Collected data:
- Opening Delimiter -

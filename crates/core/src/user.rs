//! User identity types.

use chrono::{DateTime, Utc};
use serde::{Deserialize, Serialize};
use std::fmt;

/// Opaque, fixed-length user identifier (lowercase hex).
#[derive(Debug, Clone, PartialEq, Eq, Hash, PartialOrd, Ord, Serialize, Deserialize)]
#[serde(transparent)]
pub struct UserId(String);

impl UserId {
    /// Wrap an already-generated identifier.
    ///
    /// Only ASCII alphanumerics are accepted so an id is always safe to use
    /// as a directory name.
    pub fn parse(raw: &str) -> crate::Result<Self> {
        if raw.is_empty() || !raw.chars().all(|c| c.is_ascii_alphanumeric()) {
            return Err(crate::Error::Validation(format!(
                "Invalid user id '{raw}': expected a non-empty alphanumeric string"
            )));
        }
        Ok(Self(raw.to_string()))
    }

    pub fn as_str(&self) -> &str {
        &self.0
    }
}

impl fmt::Display for UserId {
    fn fmt(&self, f: &mut fmt::Formatter<'_>) -> fmt::Result {
        f.write_str(&self.0)
    }
}

impl AsRef<str> for UserId {
    fn as_ref(&self) -> &str {
        &self.0
    }
}

/// A registered user. Created once and never mutated.
#[derive(Debug, Clone, PartialEq, Serialize, Deserialize)]
pub struct User {
    pub id: UserId,

    /// Human-supplied label; not unique.
    pub identifier: String,

    pub created_at: DateTime<Utc>,
}

impl User {
    pub fn new(id: UserId, identifier: impl Into<String>) -> Self {
        Self {
            id,
            identifier: identifier.into(),
            created_at: Utc::now(),
        }
    }
}

#[cfg(test)]
mod tests {
    use super::*;

    #[test]
    fn parse_accepts_hex() {
        let id = UserId::parse("0a1b2c3d4e5f6789").unwrap();
        assert_eq!(id.as_str(), "0a1b2c3d4e5f6789");
        assert_eq!(id.to_string(), "0a1b2c3d4e5f6789");
    }

    #[test]
    fn parse_rejects_path_like_ids() {
        assert!(UserId::parse("").is_err());
        assert!(UserId::parse("../etc").is_err());
        assert!(UserId::parse("a/b").is_err());
    }

    #[test]
    fn user_serializes_id_as_plain_string() {
        let user = User::new(UserId::parse("abc123").unwrap(), "jane@example.com");
        let json = serde_json::to_value(&user).unwrap();
        assert_eq!(json["id"], "abc123");
        assert_eq!(json["identifier"], "jane@example.com");
    }
}
//! # SPCF Core
//!
//! Domain types, traits, and error definitions for the prompt & context
//! factory. This crate has no storage or filesystem logic of its own; it
//! defines the model every other crate implements against.
//!
//! The audit store is a trait here so the orchestrator can run against
//! SQLite in production and an in-memory log in tests.

pub mod audit;
pub mod error;
pub mod seed;
pub mod user;
pub mod workspace;

// Re-export key types at crate root for ergonomics
pub use audit::{AuditLog, NewOperation, OperationRecord, OperationStatus, ops};
pub use error::{Error, ErrorKind, Result};
pub use seed::{AreaStats, FormulationArea, GraphMetrics, SeedGraph, SeedNode};
pub use user::{User, UserId};
pub use workspace::{WorkspaceArea, WorkspacePaths};
//! Audit log stores for SPCF.
//!
//! Every pipeline step appends one immutable record. Two stores implement
//! [`spcf_core::AuditLog`]:
//! - [`SqliteAuditLog`]: durable, one SQLite file
//! - [`InMemoryAuditLog`]: ephemeral, for tests and dry runs

pub mod in_memory;
pub mod sqlite;
pub mod summary;

pub use in_memory::InMemoryAuditLog;
pub use sqlite::SqliteAuditLog;
pub use summary::{UserSummary, summarize};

- Closing Delimiter -

** Problem statement **
With every line kept whole, write out the records again exactly.

** Solution **
filename crates/core/src/user.rs
//! User identity types.

use chrono::{DateTime, Utc};
use serde::{Deserialize, Serialize};
use std::fmt;

/// Opaque, fixed-length user identifier (lowercase hex).
#[derive(Debug, Clone, PartialEq, Eq, Hash, PartialOrd, Ord, Serialize, Deserialize)]
#[serde(transparent)]
pub struct UserId(String);

impl UserId {
    /// Wrap an already-generated identifier.
    ///
    /// Only ASCII alphanumerics are accepted so an id is always safe to use
    /// as a directory name.
    pub fn parse(raw: &str) -> crate::Result<Self> {
        if raw.is_empty() || !raw.chars().all(|c| c.is_ascii_alphanumeric()) {
            return Err(crate::Error::Validation(format!(
                "Invalid user id '{raw}': expected a non-empty alphanumeric string"
            )));
        }
        Ok(Self(raw.to_string()))
    }

    pub fn as_str(&self) -> &str {
        &self.0
    }
}

impl fmt::Display for UserId {
    fn fmt(&self, f: &mut fmt::Formatter<'_>) -> fmt::Result {
        f.write_str(&self.0)
    }
}

impl AsRef<str> for UserId {
    fn as_ref(&self) -> &str {
        &self.0
    }
}

/// A registered user. Created once and never mutated.
#[derive(Debug, Clone, PartialEq, Serialize, Deserialize)]
pub struct User {
    pub id: UserId,

    /// Human-supplied label; not unique.
    pub identifier: String,

    pub created_at: DateTime<Utc>,
}

impl User {
    pub fn new(id: UserId, identifier: impl Into<String>) -> Self {
        Self {
            id,
            identifier: identifier.into(),
            created_at: Utc::now(),
        }
    }
}

#[cfg(test)]
mod tests {
    use super::*;

    #[test]
    fn parse_accepts_hex() {
        let id = UserId::parse("0a1b2c3d4e5f6789").unwrap();
        assert_eq!(id.as_str(), "0a1b2c3d4e5f6789");
        assert_eq!(id.to_string(), "0a1b2c3d4e5f6789");
    }

    #[test]
    fn parse_rejects_path_like_ids() {
        assert!(UserId::parse("").is_err());
        assert!(UserId::parse("../etc").is_err());
        assert!(UserId::parse("a/b").is_err());
    }

    #[test]
    fn user_serializes_id_as_plain_string() {
        let user = User::new(UserId::parse("abc123").unwrap(), "jane@example.com");
        let json = serde_json::to_value(&user).unwrap();
        assert_eq!(json["id"], "abc123");
        assert_eq!(json["identifier"], "jane@example.com");
    }
}
//! # SPCF Core
//!
//! Domain types, traits, and error definitions for the prompt & context
//! factory. This crate has no storage or filesystem logic of its own; it
//! defines the model every other crate implements against.
//!
//! The audit store is a trait here so the orchestrator can run against
//! SQLite in production and an in-memory log in tests.

pub mod audit;
pub mod error;
pub mod seed;
pub mod user;
pub mod workspace;

// Re-export key types at crate root for ergonomics
pub use audit::{AuditLog, NewOperation, OperationRecord, OperationStatus, ops};
pub use error::{Error, ErrorKind, Result};
pub use seed::{AreaStats, FormulationArea, GraphMetrics, SeedGraph, SeedNode};
pub use user::{User, UserId};
pub use workspace::{WorkspaceArea, WorkspacePaths};
//! Audit log stores for SPCF.
//!
//! Every pipeline step appends one immutable record. Two stores implement
//! [`spcf_core::AuditLog`]:
//! - [`SqliteAuditLog`]: durable, one SQLite file
//! - [`InMemoryAuditLog`]: ephemeral, for tests and dry runs

pub mod in_memory;
pub mod sqlite;
pub mod summary;

pub use in_memory::InMemoryAuditLog;
pub use sqlite::SqliteAuditLog;
pub use summary::{UserSummary, summarize};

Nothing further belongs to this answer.